Hmm. Something he knew that Marcus Mecklenburg didn’t? He recalled that there were persons with whom he had superficial day-to-day contact who knew little of the Punic Wars, less about the abduction of the Sabine women and nothing at all about the first and second triumvirates – persons entirely unaware of the murder of Caracalla, of the circumstances in which Caesar triumphed over Pompey or of the excesses of Tiberius, Domitian and Nero … but whose lives seemed, for all that, no less ordered, functional or meaningful than his own.

There were individuals he’d encountered, too, who were cheerfully ignorant of the life and works of Brahms, who seemed oblivious to the most fascinating interludes in the history of public administration, and who would, even in the best light, with the most powerful binoculars, have been unable to distinguish a female White-winged Triller from a female Cicada Bird.

He recalled long-standing colleagues who’d acquired no grasp of filing essentials and no familiarity with the Records Management Framework, let alone an understanding of the document security classification guidelines or the secure material storage instructions.

Indeed, it seemed to him that the concerns and pastimes of other people were so often, so comprehensively and incomprehensibly different to his own, that he and Mecklenburg were unlikely to be in possession of precisely the same facts about ... anything.

And what did he know, he asked himself, about his branch head’s upbringing, schooling, and extra-mural activities? There were likely to be, he consequently concluded, numerous things known to him that were not known to the other man … and vice versa.

He looked up. The branch head was staring at him as though he’d committed some mad, inexplicable act. Perhaps he’d spent too much time thinking about an appropriate response to the question which had been put to him. Perhaps, he thought to himself, he’d been over-complicating the matter.

“You must know something,” said Mecklenburg, getting up to refill his coffee mug from the drip filter machine.

This statement, by seeming to require Alan’s further consideration of his own store of knowledge, persuaded him that he’d been on the right path when thinking about the things he knew which others were unlikely to. It was, however, not an easy task to select a single fact or even an area of scholarship which encapsulated the most significant differences in what he and Mecklenburg were likely to have learned. And if he was only to nominate one “something” as representative of the differences in the knowledge the two of them had acquired during their four or so decades, what was it to be?

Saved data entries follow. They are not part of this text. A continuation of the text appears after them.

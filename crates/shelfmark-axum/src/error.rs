//! HTTP error mapping for upload failures.
//!
//! Every rejection renders as a JSON [`ErrorResponse`] with a stable
//! machine-readable `code` alongside the human-readable message.

use axum::http::StatusCode;
use axum::response::{IntoResponse, Response};
use axum::Json;
use serde::Serialize;
use shelfmark::{KeyError, SizeError};
use thiserror::Error;

/// JSON body returned for a failed upload.
#[derive(Debug, Serialize)]
pub struct ErrorResponse {
    pub error: String,
    /// Machine-readable error code for programmatic handling
    pub code: String,
}

impl ErrorResponse {
    pub fn new(error: impl Into<String>, code: impl Into<String>) -> Self {
        Self {
            error: error.into(),
            code: code.into(),
        }
    }
}

/// Upload failures.
///
/// Wraps the core size and key errors so they can carry HTTP semantics;
/// Rust's orphan rules keep us from implementing `IntoResponse` for the
/// core types directly.
#[derive(Debug, Error)]
pub enum UploadError {
    #[error(transparent)]
    Size(#[from] SizeError),

    #[error(transparent)]
    Key(#[from] KeyError),

    #[error("Multipart body could not be read: {0}")]
    Multipart(String),

    #[error("No field named 'file' in the multipart body")]
    MissingFile,

    #[error("More than one 'file' field in the multipart body")]
    DuplicateFile,
}

impl UploadError {
    /// Machine-readable error code for programmatic handling.
    pub fn code(&self) -> &'static str {
        match self {
            UploadError::Size(err) => err.code(),
            UploadError::Key(err) => err.code(),
            UploadError::Multipart(_) => "multipart_invalid",
            UploadError::MissingFile => "missing_file",
            UploadError::DuplicateFile => "duplicate_file",
        }
    }

    fn status_code(&self) -> StatusCode {
        match self {
            UploadError::Size(SizeError::TooLarge { .. }) => StatusCode::PAYLOAD_TOO_LARGE,
            UploadError::Size(SizeError::TooSmall { .. })
            | UploadError::Key(_)
            | UploadError::Multipart(_)
            | UploadError::MissingFile
            | UploadError::DuplicateFile => StatusCode::BAD_REQUEST,
        }
    }
}

impl IntoResponse for UploadError {
    fn into_response(self) -> Response {
        match &self {
            // Warn level, an unreadable body is suspicious rather than expected.
            UploadError::Multipart(reason) => {
                tracing::warn!(reason = %reason, "Rejecting unreadable multipart body");
            }
            _ => {
                tracing::debug!(error = %self, code = self.code(), "Rejecting upload");
            }
        }

        let status = self.status_code();
        let body = Json(ErrorResponse::new(self.to_string(), self.code()));
        (status, body).into_response()
    }
}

“Anything?” asked the branch head.

The idea of providing the first fact that came into his head – perhaps that actors had been banned, like gravediggers and ex-gladiators, from the Colosseum, owing to their low social status, or that George W McGill had invented the stapler or even that the Spotted Quail-thrush fans its tail in flight to reveal white tips – filled Alan with horror. Information of this sort wouldn’t or couldn’t be indicative or illustrative of the range of facts – arcane, recondite and esoteric, though some of them possibly were – he had acquired in the course of his years.

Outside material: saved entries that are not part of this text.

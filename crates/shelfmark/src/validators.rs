//! Upload size validators.
//!
//! [`MaxSizeValidator`] and [`MinSizeValidator`] compare a payload's
//! byte length against a threshold. Thresholds are either fixed or
//! computed by a closure at validation time, so limits can follow
//! plan tiers or remaining quota without rebuilding the validator.

use std::fmt;
use std::sync::Arc;

use bytes::Bytes;
use thiserror::Error;

use crate::size::format_size;

/// Size-rule violations.
///
/// The formatted message carries both the threshold and the offending
/// size; [`SizeError::code`] is the stable machine-readable identifier.
#[derive(Debug, Clone, PartialEq, Eq, Error)]
pub enum SizeError {
    #[error("File size must not exceed {} (current size: {})", format_size(*limit), format_size(*actual))]
    TooLarge { limit: u64, actual: u64 },

    #[error("File size must be at least {} (current size: {})", format_size(*limit), format_size(*actual))]
    TooSmall { limit: u64, actual: u64 },
}

impl SizeError {
    /// Machine-readable error code for programmatic handling.
    pub fn code(&self) -> &'static str {
        match self {
            SizeError::TooLarge { .. } => "max_file_size",
            SizeError::TooSmall { .. } => "min_file_size",
        }
    }

    /// The threshold that was violated, in bytes.
    pub fn limit(&self) -> u64 {
        match self {
            SizeError::TooLarge { limit, .. } | SizeError::TooSmall { limit, .. } => *limit,
        }
    }

    /// The payload size that violated it, in bytes.
    pub fn actual(&self) -> u64 {
        match self {
            SizeError::TooLarge { actual, .. } | SizeError::TooSmall { actual, .. } => *actual,
        }
    }
}

/// A byte-size threshold, fixed up front or computed when checked.
#[derive(Clone)]
pub enum SizeLimit {
    Fixed(u64),
    Computed(Arc<dyn Fn() -> u64 + Send + Sync>),
}

impl SizeLimit {
    /// Threshold recomputed by `f` on every validation.
    pub fn computed<F>(f: F) -> Self
    where
        F: Fn() -> u64 + Send + Sync + 'static,
    {
        SizeLimit::Computed(Arc::new(f))
    }

    /// Resolve the threshold in bytes.
    pub fn bytes(&self) -> u64 {
        match self {
            SizeLimit::Fixed(bytes) => *bytes,
            SizeLimit::Computed(f) => f(),
        }
    }
}

impl From<u64> for SizeLimit {
    fn from(bytes: u64) -> Self {
        SizeLimit::Fixed(bytes)
    }
}

impl fmt::Debug for SizeLimit {
    fn fmt(&self, f: &mut fmt::Formatter<'_>) -> fmt::Result {
        match self {
            SizeLimit::Fixed(bytes) => f.debug_tuple("Fixed").field(bytes).finish(),
            SizeLimit::Computed(_) => f.write_str("Computed(..)"),
        }
    }
}

/// Anything with a knowable size in bytes.
pub trait FileSize {
    fn file_size(&self) -> u64;
}

impl FileSize for [u8] {
    fn file_size(&self) -> u64 {
        self.len() as u64
    }
}

impl FileSize for Vec<u8> {
    fn file_size(&self) -> u64 {
        self.len() as u64
    }
}

impl FileSize for Bytes {
    fn file_size(&self) -> u64 {
        self.len() as u64
    }
}

impl FileSize for std::fs::Metadata {
    fn file_size(&self) -> u64 {
        self.len()
    }
}

/// Rejects payloads larger than the limit. A payload exactly at the
/// limit passes.
#[derive(Debug, Clone)]
pub struct MaxSizeValidator {
    limit: SizeLimit,
}

impl MaxSizeValidator {
    pub fn new(limit_bytes: u64) -> Self {
        Self {
            limit: SizeLimit::Fixed(limit_bytes),
        }
    }

    /// Validator whose limit is recomputed by `f` on every check.
    pub fn computed<F>(f: F) -> Self
    where
        F: Fn() -> u64 + Send + Sync + 'static,
    {
        Self {
            limit: SizeLimit::computed(f),
        }
    }

    pub fn with_limit(limit: SizeLimit) -> Self {
        Self { limit }
    }

    /// Current threshold in bytes.
    pub fn limit(&self) -> u64 {
        self.limit.bytes()
    }

    pub fn validate<P: FileSize + ?Sized>(&self, payload: &P) -> Result<(), SizeError> {
        self.validate_size(payload.file_size())
    }

    pub fn validate_size(&self, size: u64) -> Result<(), SizeError> {
        let limit = self.limit.bytes();
        if size > limit {
            return Err(SizeError::TooLarge {
                limit,
                actual: size,
            });
        }
        Ok(())
    }
}

/// Rejects payloads smaller than the limit. A payload exactly at the
/// limit passes.
#[derive(Debug, Clone)]
pub struct MinSizeValidator {
    limit: SizeLimit,
}

impl MinSizeValidator {
    pub fn new(limit_bytes: u64) -> Self {
        Self {
            limit: SizeLimit::Fixed(limit_bytes),
        }
    }

    /// Validator whose limit is recomputed by `f` on every check.
    pub fn computed<F>(f: F) -> Self
    where
        F: Fn() -> u64 + Send + Sync + 'static,
    {
        Self {
            limit: SizeLimit::computed(f),
        }
    }

    pub fn with_limit(limit: SizeLimit) -> Self {
        Self { limit }
    }

    /// Current threshold in bytes.
    pub fn limit(&self) -> u64 {
        self.limit.bytes()
    }

    pub fn validate<P: FileSize + ?Sized>(&self, payload: &P) -> Result<(), SizeError> {
        self.validate_size(payload.file_size())
    }

    pub fn validate_size(&self, size: u64) -> Result<(), SizeError> {
        let limit = self.limit.bytes();
        if size < limit {
            return Err(SizeError::TooSmall {
                limit,
                actual: size,
            });
        }
        Ok(())
    }
}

Yes, the problem was clearly one requiring more thought.

“So, nothing at all,” said the branch head.

“I probably need a little more time,” Alan at last replied.

“But you’re not refusing to tell me what you know?”

“Most certainly not, although it may take a while.”

“To tell?”

“To decide.”

“I see,” said Mecklenburg. “Do you think you’ll have made a decision by, I don’t know… tomorrow?”

“I’ll do my best,” said Alan.

“Time is of the essence.”

“Yes,” said Alan, even though he couldn’t see why.

“Then I’ll have Peaches organise for us to meet, again, in the afternoon.”

“Thank you for your patience,” Alan said.

“Meeting concluded,” said Miserable Mecklenburg turning to the coffee machine.

As Alan walked away, the question busying his synapses was one to do with timing: “Why, of all times, was it now that Miserable wanted to know what he (Alan) knew?” He could only suppose that, with redundancies in prospect, the time for leisurely enquiry had passed.